◆ **Work request**
Copy exactly the stretch of data below from the line with "groups and segments." through the line with "iterating over whole", including both of those lines.

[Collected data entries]
---
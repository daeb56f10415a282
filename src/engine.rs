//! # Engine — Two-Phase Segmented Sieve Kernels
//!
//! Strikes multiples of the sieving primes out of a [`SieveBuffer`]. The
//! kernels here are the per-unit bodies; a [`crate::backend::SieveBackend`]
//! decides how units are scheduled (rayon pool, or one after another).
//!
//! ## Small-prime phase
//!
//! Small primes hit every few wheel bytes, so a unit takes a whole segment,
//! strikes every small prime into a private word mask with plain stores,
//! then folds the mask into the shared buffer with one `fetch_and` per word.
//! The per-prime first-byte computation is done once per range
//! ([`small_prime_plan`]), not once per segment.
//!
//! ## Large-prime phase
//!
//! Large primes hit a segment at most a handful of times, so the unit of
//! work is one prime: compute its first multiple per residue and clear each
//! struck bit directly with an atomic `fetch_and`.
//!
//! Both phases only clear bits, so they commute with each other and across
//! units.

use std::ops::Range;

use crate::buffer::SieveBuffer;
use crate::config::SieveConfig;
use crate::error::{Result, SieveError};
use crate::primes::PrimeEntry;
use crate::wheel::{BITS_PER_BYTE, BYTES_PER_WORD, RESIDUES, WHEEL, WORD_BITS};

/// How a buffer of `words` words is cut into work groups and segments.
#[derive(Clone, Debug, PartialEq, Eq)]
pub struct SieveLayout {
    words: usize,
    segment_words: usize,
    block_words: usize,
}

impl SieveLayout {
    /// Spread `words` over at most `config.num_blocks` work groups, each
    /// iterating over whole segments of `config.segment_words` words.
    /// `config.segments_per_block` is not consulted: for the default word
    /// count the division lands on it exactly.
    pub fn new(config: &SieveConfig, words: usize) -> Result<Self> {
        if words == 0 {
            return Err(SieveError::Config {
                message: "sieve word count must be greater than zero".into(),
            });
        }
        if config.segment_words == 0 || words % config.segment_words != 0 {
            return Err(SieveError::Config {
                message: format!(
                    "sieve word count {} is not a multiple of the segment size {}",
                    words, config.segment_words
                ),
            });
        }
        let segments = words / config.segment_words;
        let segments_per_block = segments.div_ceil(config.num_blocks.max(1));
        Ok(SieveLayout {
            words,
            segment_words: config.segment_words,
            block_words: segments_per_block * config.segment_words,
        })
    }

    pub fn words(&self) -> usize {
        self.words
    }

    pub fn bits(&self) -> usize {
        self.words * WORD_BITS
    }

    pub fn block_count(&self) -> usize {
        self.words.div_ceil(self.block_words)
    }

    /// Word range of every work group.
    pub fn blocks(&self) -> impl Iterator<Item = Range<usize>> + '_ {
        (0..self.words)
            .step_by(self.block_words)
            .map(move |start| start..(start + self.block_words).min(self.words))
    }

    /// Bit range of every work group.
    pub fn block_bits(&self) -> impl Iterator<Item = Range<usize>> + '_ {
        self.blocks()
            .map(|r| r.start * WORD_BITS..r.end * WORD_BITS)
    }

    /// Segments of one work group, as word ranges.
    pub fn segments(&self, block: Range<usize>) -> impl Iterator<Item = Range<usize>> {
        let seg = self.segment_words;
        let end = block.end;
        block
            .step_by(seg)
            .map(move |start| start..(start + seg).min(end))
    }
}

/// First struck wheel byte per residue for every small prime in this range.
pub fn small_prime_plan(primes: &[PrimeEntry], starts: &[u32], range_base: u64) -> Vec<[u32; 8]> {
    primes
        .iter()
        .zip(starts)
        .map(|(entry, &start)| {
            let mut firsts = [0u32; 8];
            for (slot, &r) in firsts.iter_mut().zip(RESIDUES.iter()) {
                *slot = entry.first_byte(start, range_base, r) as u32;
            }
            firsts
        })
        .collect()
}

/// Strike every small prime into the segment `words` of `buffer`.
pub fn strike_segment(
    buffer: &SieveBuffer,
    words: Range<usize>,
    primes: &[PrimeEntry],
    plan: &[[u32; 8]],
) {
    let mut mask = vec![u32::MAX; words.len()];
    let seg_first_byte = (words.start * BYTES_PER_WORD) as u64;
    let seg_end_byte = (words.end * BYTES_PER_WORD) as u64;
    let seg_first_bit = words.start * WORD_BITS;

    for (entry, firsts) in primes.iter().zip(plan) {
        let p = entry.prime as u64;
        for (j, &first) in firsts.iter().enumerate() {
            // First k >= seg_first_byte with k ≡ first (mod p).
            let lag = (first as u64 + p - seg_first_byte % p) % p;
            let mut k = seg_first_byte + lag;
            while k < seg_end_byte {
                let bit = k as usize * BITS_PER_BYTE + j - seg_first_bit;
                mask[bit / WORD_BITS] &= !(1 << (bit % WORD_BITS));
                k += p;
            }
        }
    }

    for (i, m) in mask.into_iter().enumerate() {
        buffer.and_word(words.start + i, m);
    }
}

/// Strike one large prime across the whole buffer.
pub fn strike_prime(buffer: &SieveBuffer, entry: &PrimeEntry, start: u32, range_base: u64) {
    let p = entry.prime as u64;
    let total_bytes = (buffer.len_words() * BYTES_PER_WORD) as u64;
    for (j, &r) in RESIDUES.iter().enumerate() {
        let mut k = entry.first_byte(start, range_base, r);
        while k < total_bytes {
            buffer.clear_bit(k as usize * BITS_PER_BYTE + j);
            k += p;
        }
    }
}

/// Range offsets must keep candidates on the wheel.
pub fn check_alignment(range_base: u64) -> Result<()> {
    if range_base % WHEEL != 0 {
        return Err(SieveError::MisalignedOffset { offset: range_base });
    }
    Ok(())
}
---
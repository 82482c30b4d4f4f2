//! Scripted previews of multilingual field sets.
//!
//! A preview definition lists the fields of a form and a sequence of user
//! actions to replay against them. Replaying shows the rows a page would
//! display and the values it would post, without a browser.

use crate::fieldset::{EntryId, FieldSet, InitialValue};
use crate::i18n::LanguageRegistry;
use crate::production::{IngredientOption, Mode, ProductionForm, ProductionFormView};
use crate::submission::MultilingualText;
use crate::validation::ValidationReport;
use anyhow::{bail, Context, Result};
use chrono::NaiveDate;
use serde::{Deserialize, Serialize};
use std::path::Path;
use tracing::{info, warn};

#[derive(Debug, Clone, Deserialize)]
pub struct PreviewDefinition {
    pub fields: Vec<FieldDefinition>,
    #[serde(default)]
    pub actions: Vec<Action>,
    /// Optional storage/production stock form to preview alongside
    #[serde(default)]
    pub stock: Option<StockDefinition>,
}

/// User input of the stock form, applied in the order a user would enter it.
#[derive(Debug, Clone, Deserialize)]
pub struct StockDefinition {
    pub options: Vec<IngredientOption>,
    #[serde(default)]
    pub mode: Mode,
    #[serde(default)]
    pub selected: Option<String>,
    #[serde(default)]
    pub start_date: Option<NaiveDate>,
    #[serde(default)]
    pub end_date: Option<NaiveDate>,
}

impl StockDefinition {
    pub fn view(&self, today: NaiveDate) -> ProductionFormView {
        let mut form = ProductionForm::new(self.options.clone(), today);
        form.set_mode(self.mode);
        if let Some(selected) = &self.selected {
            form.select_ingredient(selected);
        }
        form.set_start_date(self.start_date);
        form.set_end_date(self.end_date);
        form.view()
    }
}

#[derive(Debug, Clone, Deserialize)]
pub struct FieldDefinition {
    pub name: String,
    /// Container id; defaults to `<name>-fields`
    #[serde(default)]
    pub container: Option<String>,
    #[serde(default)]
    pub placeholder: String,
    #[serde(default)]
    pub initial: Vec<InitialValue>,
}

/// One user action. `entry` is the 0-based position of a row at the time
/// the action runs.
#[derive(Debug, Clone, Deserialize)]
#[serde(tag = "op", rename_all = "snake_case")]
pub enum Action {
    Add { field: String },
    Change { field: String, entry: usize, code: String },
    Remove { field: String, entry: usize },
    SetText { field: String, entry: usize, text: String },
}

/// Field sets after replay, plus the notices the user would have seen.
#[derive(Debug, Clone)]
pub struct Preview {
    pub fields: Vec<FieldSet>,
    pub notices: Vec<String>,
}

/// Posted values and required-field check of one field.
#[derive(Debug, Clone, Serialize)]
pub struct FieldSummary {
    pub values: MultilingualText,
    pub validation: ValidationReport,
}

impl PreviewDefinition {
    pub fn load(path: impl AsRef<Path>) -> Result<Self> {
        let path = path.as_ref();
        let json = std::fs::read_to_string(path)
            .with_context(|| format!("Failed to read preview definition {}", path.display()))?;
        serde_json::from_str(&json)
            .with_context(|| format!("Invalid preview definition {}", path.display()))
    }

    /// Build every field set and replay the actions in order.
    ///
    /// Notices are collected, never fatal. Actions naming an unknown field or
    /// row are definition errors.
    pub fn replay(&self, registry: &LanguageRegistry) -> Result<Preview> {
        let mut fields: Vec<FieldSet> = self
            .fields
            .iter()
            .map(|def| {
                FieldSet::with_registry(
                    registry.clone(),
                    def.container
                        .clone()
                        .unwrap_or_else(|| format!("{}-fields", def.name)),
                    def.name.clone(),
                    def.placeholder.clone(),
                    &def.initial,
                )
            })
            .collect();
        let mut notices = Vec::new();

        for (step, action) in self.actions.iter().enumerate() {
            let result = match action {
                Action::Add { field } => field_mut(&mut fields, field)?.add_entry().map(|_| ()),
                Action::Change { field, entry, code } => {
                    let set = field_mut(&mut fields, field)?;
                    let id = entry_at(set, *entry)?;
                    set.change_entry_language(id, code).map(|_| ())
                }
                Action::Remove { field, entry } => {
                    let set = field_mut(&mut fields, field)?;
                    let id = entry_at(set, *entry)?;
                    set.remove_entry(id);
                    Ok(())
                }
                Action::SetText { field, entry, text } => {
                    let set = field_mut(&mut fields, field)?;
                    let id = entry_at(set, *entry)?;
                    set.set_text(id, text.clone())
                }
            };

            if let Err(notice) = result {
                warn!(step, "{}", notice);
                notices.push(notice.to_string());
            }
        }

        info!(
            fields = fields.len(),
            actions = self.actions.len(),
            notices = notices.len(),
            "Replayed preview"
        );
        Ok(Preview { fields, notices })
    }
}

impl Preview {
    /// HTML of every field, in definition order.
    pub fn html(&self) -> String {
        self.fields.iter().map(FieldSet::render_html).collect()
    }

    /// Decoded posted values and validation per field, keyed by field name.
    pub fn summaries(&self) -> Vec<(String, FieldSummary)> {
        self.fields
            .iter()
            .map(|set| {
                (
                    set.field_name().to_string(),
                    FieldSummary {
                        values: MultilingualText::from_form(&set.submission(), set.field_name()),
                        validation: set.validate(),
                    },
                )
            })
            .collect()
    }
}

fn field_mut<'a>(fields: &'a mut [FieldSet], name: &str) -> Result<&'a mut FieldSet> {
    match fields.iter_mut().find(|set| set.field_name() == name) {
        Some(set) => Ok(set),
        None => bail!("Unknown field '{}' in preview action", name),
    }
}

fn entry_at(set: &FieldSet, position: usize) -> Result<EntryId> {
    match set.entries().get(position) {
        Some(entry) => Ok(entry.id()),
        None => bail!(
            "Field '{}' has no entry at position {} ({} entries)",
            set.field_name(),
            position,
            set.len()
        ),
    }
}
---
◆ **Your response**
/// How a buffer of `words` words is cut into work groups and segments.
#[derive(Clone, Debug, PartialEq, Eq)]
pub struct SieveLayout {
    words: usize,
    segment_words: usize,
    block_words: usize,
}

impl SieveLayout {
    /// Spread `words` over at most `config.num_blocks` work groups, each
    /// iterating over whole segments of `config.segment_words` words.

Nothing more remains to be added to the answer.